Write out exactly the lines from the first line of the records below through the line that contains "a non-terminal's rule", and stop there.
================
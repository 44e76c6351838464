use tablegen_ir::{Associativity, Production, ProductionStep, Rule};

use crate::input::PrepareError;

#[derive(Debug, Clone, Copy, Default)]
struct StepContext {
    precedence: i32,
    associativity: Option<Associativity>,
}

/// Flattens a repeat-free rule tree into the set of alternative
/// `Production`s a non-terminal's rule desugars to: `Choice` contributes
/// one alternative per child, `Seq` takes the cross product of its
/// operands' alternatives, and `Metadata` updates the precedence/
/// associativity every step built underneath it carries.
pub fn flatten_rule(name: &str, rule: &Rule) -> Result<Vec<Production>, PrepareError> {
    let alternatives = flatten(name, rule, StepContext::default())?;
    Ok(alternatives
        .into_iter()
        .map(|steps| Production { steps })
        .collect())
}

fn flatten(
    name: &str,
    rule: &Rule,
    ctx: StepContext,
) -> Result<Vec<Vec<ProductionStep>>, PrepareError> {
    match rule {
        Rule::Blank => Ok(vec![Vec::new()]),
        Rule::CharacterSet(_) => Err(PrepareError::MissingSymbol(format!(
            "inline character literal in non-terminal `{}`; declare a token instead",
            name
        ))),
        Rule::Symbol(symbol) => {
            let step = ProductionStep::new(*symbol).with_precedence(ctx.precedence, ctx.associativity);
            Ok(vec![vec![step]])
        }
        Rule::Choice(children) => {
            let mut alternatives = Vec::new();
            for child in children {
                alternatives.extend(flatten(name, child, ctx)?);
            }
            Ok(alternatives)
        }
        Rule::Seq(left, right) => {
            let left_alts = flatten(name, left, ctx)?;
            let right_alts = flatten(name, right, ctx)?;
            let mut combined = Vec::with_capacity(left_alts.len() * right_alts.len());
            for left_steps in &left_alts {
                for right_steps in &right_alts {
                    let mut steps = left_steps.clone();
                    steps.extend(right_steps.iter().cloned());
                    combined.push(steps);
                }
            }
            Ok(combined)
        }
        Rule::Repeat(_) => {
            unreachable!("Repeat nodes must be expanded before a rule is flattened")
        }
        Rule::Metadata { rule: inner, params } => {
            let next_ctx = StepContext {
                precedence: if params.has_precedence {
                    params.precedence
                } else {
                    ctx.precedence
                },
                associativity: params.associativity.or(ctx.associativity),
            };
            flatten(name, inner, next_ctx)
        }
    }
}

#[cfg(test)]
mod tests {
    use super::*;
    use std::rc::Rc;
    use tablegen_ir::{Choice, MetadataParams, Metadata, Seq, Symbol};

    #[test]
    fn blank_flattens_to_one_empty_production() {
        let productions = flatten_rule("S", &Rule::Blank).unwrap();
        assert_eq!(productions.len(), 1);
        assert!(productions[0].is_empty());
    }

    #[test]
    fn choice_yields_one_production_per_alternative() {
        let rule = Choice::build(vec![
            Rc::new(Rule::Symbol(Symbol::terminal(0))),
            Rc::new(Rule::Symbol(Symbol::terminal(1))),
        ]);
        let productions = flatten_rule("S", &rule).unwrap();
        assert_eq!(productions.len(), 2);
    }

    #[test]
    fn seq_takes_the_cross_product_of_its_operands() {
        let left = Choice::build(vec![
            Rc::new(Rule::Symbol(Symbol::terminal(0))),
            Rc::new(Rule::Symbol(Symbol::terminal(1))),
        ]);
        let right = Rc::new(Rule::Symbol(Symbol::terminal(2)));
        let rule = Seq::build(vec![left, right]);
        let productions = flatten_rule("S", &rule).unwrap();
        assert_eq!(productions.len(), 2);
        assert_eq!(productions[0].len(), 2);
    }

    #[test]
    fn metadata_precedence_propagates_to_every_step_underneath() {
        let inner = Seq::build(vec![
            Rc::new(Rule::Symbol(Symbol::terminal(0))),
            Rc::new(Rule::Symbol(Symbol::terminal(1))),
        ]);
        let rule = Metadata::build(
            inner,
            MetadataParams {
                precedence: 7,
                has_precedence: true,
                ..Default::default()
            },
        );
        let productions = flatten_rule("S", &rule).unwrap();
        assert_eq!(productions.len(), 1);
        for step in &productions[0].steps {
            assert_eq!(step.precedence, 7);
        }
    }

    #[test]
    fn inline_character_set_in_a_production_is_rejected() {
        let mut set = tablegen_ir::CharacterSet::new();
        set.include('a' as u32);
        let err = flatten_rule("S", &set.copy()).unwrap_err();
        assert!(matches!(err, PrepareError::MissingSymbol(_)));
    }
}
================
## [RESULT OF THIS TASK]
repository 44e76c6351838464
use tablegen_ir::{Associativity, Production, ProductionStep, Rule};

use crate::input::PrepareError;

#[derive(Debug, Clone, Copy, Default)]
struct StepContext {
    precedence: i32,
    associativity: Option<Associativity>,
}

/// Flattens a repeat-free rule tree into the set of alternative
/// `Production`s a non-terminal's rule desugars to: `Choice` contributes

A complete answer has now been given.